Data items
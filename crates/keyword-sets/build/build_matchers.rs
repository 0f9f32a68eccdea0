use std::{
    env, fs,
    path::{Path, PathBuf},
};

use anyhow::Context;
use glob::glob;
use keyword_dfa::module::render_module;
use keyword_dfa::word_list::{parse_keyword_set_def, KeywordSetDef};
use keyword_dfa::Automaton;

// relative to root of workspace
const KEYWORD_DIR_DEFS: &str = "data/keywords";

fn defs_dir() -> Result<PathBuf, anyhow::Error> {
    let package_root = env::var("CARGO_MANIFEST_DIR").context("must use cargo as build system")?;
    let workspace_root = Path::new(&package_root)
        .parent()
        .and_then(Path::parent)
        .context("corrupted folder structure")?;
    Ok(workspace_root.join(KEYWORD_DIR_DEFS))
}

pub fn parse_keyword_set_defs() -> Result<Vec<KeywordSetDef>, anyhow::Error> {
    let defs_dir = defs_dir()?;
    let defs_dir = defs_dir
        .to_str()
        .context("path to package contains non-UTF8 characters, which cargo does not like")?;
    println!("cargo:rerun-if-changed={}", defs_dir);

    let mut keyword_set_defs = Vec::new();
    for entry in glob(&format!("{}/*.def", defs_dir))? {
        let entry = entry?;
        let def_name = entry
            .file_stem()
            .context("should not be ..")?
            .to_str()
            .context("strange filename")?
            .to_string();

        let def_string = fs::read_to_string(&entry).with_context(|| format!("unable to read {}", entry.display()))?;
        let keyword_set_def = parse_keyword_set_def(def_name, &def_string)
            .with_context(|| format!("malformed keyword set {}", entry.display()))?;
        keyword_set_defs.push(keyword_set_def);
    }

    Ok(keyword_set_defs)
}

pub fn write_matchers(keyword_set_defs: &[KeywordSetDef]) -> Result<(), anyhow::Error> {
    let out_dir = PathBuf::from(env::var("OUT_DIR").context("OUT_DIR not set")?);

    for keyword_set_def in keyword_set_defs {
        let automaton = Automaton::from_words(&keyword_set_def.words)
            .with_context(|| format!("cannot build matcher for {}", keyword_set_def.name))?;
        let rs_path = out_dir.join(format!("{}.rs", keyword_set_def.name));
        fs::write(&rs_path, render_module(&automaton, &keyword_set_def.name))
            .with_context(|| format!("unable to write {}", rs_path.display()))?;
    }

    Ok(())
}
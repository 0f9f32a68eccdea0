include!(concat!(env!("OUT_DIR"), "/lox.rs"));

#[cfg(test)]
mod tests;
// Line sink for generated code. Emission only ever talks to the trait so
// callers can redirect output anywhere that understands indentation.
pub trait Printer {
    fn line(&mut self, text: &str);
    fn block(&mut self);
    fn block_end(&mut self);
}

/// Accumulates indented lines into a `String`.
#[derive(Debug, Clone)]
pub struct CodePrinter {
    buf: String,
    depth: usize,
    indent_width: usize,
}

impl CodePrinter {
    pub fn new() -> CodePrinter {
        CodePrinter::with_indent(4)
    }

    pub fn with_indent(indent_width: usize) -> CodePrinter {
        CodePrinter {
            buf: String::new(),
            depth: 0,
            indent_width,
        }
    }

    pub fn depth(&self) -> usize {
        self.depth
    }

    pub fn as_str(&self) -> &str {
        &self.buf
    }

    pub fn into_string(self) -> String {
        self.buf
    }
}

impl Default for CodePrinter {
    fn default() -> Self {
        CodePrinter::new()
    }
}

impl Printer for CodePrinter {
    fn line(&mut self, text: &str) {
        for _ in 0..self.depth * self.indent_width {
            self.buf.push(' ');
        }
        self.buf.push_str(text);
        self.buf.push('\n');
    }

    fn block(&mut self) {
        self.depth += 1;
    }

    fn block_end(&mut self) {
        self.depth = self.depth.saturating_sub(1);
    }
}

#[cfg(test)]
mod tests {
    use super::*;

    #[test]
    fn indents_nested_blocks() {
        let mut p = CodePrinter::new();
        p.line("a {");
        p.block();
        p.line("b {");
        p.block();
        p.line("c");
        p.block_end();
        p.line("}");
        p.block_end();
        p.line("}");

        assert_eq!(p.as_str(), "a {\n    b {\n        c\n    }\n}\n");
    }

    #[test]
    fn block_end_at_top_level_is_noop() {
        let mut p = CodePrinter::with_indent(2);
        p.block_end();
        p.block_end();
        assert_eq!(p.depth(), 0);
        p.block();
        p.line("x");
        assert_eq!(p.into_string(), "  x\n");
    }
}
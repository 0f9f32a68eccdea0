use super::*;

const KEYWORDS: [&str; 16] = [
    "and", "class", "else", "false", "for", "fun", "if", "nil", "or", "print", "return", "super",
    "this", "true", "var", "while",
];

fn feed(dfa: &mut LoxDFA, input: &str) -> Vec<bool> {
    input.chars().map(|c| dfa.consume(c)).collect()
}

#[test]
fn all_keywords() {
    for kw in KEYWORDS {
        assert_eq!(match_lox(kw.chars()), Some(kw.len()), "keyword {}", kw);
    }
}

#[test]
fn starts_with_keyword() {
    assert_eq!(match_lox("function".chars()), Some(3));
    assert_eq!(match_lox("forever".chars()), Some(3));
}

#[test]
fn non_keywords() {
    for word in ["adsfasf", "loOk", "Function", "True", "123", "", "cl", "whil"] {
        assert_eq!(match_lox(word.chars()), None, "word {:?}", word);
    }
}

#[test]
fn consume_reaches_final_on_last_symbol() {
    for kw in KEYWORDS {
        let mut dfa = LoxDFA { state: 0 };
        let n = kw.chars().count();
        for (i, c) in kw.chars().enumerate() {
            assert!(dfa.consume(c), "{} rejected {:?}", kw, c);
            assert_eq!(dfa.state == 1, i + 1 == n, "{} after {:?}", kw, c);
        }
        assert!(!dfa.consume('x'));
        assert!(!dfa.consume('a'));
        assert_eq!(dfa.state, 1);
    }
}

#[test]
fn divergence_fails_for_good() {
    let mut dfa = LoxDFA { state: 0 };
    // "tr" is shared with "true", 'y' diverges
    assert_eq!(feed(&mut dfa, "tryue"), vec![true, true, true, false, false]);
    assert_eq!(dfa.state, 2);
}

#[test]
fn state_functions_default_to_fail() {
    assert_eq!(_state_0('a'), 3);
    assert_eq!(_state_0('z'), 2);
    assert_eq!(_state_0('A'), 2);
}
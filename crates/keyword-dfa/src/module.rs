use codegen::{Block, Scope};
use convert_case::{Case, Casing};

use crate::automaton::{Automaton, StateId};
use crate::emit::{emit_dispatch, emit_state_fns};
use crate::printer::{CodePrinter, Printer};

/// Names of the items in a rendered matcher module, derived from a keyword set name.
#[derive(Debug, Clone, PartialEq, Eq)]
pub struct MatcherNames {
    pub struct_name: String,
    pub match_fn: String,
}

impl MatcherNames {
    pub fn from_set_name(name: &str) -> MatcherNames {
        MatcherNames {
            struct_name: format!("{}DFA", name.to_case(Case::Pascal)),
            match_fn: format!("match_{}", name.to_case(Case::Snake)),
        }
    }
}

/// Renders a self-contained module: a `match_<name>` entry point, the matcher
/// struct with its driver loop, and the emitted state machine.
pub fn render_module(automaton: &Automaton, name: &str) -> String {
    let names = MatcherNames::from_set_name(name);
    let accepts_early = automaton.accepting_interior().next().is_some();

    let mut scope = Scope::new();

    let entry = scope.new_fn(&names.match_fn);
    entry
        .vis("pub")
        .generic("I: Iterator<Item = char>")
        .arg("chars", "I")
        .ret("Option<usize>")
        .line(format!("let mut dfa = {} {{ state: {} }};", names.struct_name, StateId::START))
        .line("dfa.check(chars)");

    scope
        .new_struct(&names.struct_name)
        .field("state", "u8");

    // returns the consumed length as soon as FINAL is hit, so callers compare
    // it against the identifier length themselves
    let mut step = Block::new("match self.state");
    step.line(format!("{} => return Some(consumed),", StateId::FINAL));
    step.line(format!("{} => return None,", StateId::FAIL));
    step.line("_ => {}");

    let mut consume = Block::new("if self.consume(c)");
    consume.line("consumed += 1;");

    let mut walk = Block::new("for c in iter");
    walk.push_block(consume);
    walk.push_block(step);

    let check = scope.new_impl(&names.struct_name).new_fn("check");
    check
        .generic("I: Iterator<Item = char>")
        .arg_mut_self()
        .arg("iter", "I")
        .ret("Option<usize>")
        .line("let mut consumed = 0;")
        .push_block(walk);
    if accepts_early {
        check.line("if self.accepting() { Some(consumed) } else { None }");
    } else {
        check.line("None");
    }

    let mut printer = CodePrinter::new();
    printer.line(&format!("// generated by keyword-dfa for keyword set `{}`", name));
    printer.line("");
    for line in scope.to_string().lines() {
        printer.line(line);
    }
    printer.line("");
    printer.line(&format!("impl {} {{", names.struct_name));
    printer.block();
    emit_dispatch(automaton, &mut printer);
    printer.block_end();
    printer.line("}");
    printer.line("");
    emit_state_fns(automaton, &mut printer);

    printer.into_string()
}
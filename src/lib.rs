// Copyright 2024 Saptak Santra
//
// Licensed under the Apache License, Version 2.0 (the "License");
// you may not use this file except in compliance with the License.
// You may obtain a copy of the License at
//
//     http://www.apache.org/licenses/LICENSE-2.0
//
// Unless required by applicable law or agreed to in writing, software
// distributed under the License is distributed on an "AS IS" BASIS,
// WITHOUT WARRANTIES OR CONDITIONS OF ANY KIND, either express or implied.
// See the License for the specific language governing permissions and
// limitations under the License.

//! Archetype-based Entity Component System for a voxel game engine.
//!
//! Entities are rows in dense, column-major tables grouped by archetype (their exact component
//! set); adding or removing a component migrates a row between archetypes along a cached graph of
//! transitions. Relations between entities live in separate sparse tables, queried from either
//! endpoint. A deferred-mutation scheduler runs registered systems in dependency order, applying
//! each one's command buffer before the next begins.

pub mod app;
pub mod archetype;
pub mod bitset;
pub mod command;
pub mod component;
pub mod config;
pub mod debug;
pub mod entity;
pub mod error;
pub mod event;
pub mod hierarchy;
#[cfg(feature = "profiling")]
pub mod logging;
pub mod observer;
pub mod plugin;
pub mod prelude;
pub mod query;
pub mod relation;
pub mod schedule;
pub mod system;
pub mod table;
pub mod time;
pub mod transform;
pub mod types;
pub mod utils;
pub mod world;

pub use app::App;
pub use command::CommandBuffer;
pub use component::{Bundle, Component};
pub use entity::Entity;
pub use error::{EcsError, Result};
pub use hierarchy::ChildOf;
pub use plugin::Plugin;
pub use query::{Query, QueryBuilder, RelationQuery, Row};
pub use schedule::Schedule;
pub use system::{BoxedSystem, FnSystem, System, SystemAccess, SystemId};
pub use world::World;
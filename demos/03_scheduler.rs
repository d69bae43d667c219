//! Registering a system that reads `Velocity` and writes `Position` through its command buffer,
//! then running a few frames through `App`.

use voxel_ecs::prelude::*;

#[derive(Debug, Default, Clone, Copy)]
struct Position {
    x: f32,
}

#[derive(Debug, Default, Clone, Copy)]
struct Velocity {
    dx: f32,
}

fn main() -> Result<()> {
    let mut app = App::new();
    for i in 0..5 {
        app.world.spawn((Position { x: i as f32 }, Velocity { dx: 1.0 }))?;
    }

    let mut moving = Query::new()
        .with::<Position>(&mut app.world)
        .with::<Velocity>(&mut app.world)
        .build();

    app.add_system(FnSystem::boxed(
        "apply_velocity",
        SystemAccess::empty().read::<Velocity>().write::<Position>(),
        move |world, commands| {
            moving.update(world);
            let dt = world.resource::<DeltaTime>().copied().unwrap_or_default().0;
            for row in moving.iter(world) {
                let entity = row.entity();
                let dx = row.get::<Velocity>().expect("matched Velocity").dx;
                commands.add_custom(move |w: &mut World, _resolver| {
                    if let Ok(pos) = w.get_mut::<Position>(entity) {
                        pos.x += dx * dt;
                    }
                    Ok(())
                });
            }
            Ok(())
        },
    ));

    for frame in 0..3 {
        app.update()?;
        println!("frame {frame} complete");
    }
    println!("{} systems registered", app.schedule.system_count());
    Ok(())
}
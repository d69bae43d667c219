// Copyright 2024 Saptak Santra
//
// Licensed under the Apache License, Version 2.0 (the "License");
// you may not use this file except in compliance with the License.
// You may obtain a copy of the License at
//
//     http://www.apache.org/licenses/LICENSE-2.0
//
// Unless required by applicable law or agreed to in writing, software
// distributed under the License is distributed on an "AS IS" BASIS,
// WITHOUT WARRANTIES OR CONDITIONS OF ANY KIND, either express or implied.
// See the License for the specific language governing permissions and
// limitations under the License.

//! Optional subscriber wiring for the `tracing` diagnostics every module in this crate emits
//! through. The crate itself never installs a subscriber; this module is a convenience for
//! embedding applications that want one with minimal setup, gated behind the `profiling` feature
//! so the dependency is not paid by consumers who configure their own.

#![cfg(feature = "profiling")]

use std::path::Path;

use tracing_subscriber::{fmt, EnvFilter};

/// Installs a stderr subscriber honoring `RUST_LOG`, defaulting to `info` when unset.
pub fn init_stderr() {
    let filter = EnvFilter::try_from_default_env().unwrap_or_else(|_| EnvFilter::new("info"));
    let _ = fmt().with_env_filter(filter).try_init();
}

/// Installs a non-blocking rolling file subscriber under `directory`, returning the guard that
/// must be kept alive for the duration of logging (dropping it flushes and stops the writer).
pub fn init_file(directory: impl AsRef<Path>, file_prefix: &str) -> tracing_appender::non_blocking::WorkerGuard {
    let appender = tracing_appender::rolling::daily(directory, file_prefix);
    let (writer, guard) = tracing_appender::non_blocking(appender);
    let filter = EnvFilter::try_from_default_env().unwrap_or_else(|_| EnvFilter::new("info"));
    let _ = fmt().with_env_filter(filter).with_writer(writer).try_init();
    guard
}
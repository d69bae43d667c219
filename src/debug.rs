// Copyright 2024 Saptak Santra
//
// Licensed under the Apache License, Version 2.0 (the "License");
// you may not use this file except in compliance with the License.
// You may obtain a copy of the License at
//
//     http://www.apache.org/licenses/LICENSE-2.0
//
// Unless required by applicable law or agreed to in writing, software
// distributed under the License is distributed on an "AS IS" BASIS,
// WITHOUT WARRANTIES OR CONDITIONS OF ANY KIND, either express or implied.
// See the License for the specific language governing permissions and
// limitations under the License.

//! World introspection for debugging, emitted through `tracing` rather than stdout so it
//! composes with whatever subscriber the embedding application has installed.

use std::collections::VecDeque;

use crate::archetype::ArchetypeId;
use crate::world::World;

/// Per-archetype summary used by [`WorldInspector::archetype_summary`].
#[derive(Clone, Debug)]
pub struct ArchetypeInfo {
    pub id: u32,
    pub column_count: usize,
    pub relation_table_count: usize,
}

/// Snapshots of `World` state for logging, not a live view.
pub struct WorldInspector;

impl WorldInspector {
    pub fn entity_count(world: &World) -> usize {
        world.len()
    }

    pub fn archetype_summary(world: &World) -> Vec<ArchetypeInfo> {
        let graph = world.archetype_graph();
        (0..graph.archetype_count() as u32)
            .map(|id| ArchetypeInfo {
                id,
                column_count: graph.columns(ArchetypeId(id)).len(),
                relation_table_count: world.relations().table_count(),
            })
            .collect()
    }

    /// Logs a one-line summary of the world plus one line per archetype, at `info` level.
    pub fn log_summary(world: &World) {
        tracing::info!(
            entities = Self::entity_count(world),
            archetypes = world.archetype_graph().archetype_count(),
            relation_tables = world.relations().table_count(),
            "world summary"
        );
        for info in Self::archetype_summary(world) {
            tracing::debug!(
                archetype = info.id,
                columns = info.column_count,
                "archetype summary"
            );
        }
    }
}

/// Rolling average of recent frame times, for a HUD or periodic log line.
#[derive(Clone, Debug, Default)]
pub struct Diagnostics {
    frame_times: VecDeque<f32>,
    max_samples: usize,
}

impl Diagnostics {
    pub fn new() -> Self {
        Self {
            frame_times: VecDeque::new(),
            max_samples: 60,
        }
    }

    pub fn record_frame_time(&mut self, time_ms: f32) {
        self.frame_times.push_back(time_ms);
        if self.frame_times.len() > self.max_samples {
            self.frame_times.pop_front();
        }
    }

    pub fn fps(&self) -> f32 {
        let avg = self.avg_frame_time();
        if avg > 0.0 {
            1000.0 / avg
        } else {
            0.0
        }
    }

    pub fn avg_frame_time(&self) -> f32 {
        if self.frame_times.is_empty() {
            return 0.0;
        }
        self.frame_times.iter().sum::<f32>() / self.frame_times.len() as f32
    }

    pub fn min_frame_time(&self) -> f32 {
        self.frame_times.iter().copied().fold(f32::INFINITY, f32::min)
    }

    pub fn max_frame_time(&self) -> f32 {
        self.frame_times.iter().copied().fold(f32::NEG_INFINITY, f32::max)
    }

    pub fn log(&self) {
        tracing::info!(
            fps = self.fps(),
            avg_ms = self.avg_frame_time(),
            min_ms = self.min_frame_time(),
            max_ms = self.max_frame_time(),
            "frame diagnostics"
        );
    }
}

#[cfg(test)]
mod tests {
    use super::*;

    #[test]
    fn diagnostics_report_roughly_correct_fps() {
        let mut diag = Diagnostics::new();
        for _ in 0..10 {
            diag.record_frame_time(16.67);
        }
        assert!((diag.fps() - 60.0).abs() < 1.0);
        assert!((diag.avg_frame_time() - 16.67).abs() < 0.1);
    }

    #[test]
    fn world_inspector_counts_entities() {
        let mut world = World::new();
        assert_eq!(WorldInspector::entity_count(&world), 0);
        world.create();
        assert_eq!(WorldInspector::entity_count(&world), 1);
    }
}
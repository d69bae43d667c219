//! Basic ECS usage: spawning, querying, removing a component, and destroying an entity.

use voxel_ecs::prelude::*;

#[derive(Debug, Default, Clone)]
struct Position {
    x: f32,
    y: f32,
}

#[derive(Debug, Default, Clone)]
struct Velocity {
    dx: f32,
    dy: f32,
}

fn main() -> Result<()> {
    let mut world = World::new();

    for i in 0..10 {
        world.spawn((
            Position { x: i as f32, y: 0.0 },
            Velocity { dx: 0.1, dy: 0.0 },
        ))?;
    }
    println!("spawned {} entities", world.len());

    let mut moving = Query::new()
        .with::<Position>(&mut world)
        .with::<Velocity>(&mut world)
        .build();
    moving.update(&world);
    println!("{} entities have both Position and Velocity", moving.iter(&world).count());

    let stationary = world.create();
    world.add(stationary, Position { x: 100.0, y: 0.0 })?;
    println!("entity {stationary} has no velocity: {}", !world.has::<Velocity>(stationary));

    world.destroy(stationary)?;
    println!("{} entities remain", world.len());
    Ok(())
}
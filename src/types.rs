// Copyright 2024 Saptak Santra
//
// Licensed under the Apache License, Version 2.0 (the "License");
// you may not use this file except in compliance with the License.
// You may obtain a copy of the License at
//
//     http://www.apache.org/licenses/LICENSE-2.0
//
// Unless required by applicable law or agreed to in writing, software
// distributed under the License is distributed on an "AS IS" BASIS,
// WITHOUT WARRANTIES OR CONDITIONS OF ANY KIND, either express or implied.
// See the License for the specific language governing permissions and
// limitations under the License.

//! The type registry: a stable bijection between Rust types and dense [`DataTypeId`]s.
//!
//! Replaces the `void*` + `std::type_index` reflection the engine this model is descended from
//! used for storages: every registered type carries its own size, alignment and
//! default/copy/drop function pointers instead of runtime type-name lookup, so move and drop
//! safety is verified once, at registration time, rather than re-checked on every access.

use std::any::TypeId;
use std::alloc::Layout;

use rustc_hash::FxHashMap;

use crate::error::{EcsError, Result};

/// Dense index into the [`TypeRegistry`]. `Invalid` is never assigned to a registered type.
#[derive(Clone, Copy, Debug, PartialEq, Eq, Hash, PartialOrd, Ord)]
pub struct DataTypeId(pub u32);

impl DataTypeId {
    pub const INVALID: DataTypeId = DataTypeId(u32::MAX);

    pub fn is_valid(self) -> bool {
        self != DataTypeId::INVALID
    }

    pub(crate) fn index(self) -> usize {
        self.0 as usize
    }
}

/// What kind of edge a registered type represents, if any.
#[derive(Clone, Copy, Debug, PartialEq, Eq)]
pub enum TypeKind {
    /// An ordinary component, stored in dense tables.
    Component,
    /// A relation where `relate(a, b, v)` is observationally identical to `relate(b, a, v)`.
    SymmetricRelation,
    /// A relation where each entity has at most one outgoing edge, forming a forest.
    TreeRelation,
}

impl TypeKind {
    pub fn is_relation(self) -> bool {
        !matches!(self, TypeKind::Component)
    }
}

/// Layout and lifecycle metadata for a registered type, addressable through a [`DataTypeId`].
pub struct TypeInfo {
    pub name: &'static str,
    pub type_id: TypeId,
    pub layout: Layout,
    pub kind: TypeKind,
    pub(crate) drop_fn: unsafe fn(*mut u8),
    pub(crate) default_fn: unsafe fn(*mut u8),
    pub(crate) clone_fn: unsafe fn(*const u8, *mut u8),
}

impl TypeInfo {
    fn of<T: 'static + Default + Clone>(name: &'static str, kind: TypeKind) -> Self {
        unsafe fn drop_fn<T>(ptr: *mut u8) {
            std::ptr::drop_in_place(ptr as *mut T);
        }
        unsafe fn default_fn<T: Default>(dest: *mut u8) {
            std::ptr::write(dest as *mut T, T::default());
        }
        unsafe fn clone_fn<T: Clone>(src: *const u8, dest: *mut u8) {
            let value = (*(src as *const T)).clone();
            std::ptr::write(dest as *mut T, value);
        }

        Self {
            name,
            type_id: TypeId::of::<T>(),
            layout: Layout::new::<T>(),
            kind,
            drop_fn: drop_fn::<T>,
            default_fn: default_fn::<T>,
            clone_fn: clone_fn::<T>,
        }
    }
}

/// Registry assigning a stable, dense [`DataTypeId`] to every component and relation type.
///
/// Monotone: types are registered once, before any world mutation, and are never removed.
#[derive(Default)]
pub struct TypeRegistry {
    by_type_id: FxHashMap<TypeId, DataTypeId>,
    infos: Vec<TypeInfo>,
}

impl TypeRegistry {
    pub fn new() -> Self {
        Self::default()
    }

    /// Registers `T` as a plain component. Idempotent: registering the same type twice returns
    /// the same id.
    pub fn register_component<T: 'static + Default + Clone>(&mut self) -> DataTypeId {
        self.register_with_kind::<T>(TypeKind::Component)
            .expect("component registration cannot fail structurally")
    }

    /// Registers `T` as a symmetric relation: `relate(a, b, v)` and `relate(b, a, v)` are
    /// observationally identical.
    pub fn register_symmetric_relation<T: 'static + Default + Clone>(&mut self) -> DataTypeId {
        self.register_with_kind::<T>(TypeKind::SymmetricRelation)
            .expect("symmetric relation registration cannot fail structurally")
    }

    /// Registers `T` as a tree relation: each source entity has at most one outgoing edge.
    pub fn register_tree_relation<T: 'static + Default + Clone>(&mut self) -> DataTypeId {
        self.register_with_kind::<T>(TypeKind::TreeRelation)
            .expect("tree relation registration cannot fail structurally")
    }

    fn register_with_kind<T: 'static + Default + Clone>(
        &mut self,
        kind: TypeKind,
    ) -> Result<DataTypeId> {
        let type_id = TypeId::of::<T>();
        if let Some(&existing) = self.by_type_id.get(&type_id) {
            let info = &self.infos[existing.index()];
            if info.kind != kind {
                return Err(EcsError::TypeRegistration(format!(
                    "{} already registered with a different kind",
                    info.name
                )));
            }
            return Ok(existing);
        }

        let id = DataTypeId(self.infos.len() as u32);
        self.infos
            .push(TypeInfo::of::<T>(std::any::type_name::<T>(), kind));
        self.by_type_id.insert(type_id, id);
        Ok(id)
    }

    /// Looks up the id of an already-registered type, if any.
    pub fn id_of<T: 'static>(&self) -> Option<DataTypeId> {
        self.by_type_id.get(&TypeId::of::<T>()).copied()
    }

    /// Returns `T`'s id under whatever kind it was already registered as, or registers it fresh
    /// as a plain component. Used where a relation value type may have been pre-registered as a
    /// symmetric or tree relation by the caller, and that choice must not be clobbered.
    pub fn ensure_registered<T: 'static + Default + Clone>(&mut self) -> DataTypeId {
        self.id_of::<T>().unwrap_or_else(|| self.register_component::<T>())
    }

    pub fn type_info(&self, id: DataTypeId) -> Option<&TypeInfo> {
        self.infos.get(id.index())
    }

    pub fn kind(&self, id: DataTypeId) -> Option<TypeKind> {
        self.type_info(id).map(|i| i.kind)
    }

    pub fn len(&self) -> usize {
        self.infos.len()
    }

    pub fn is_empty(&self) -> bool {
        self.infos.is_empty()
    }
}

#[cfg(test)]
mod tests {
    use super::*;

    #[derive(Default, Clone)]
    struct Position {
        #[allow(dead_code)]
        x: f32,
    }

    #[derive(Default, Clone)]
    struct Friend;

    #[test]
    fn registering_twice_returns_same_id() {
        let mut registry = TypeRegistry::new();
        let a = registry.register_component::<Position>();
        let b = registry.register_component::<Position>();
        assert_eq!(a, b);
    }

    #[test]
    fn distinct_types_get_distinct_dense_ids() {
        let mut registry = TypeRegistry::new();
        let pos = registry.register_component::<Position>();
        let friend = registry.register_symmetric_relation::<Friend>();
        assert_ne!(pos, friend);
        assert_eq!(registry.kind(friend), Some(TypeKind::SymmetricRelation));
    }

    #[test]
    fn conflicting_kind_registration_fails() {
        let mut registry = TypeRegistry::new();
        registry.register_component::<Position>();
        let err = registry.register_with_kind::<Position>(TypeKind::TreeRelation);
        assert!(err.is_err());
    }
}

§ **WHAT IS REQUIRED**
Whenever the word "have" appears in a line above, copy that line.

§ **ANSWER TO THE EXERCISE**
    println!("{} entities have both Position and Velocity", moving.iter(&world).count());
    /// as a plain component. Used where a relation value type may have been pre-registered as a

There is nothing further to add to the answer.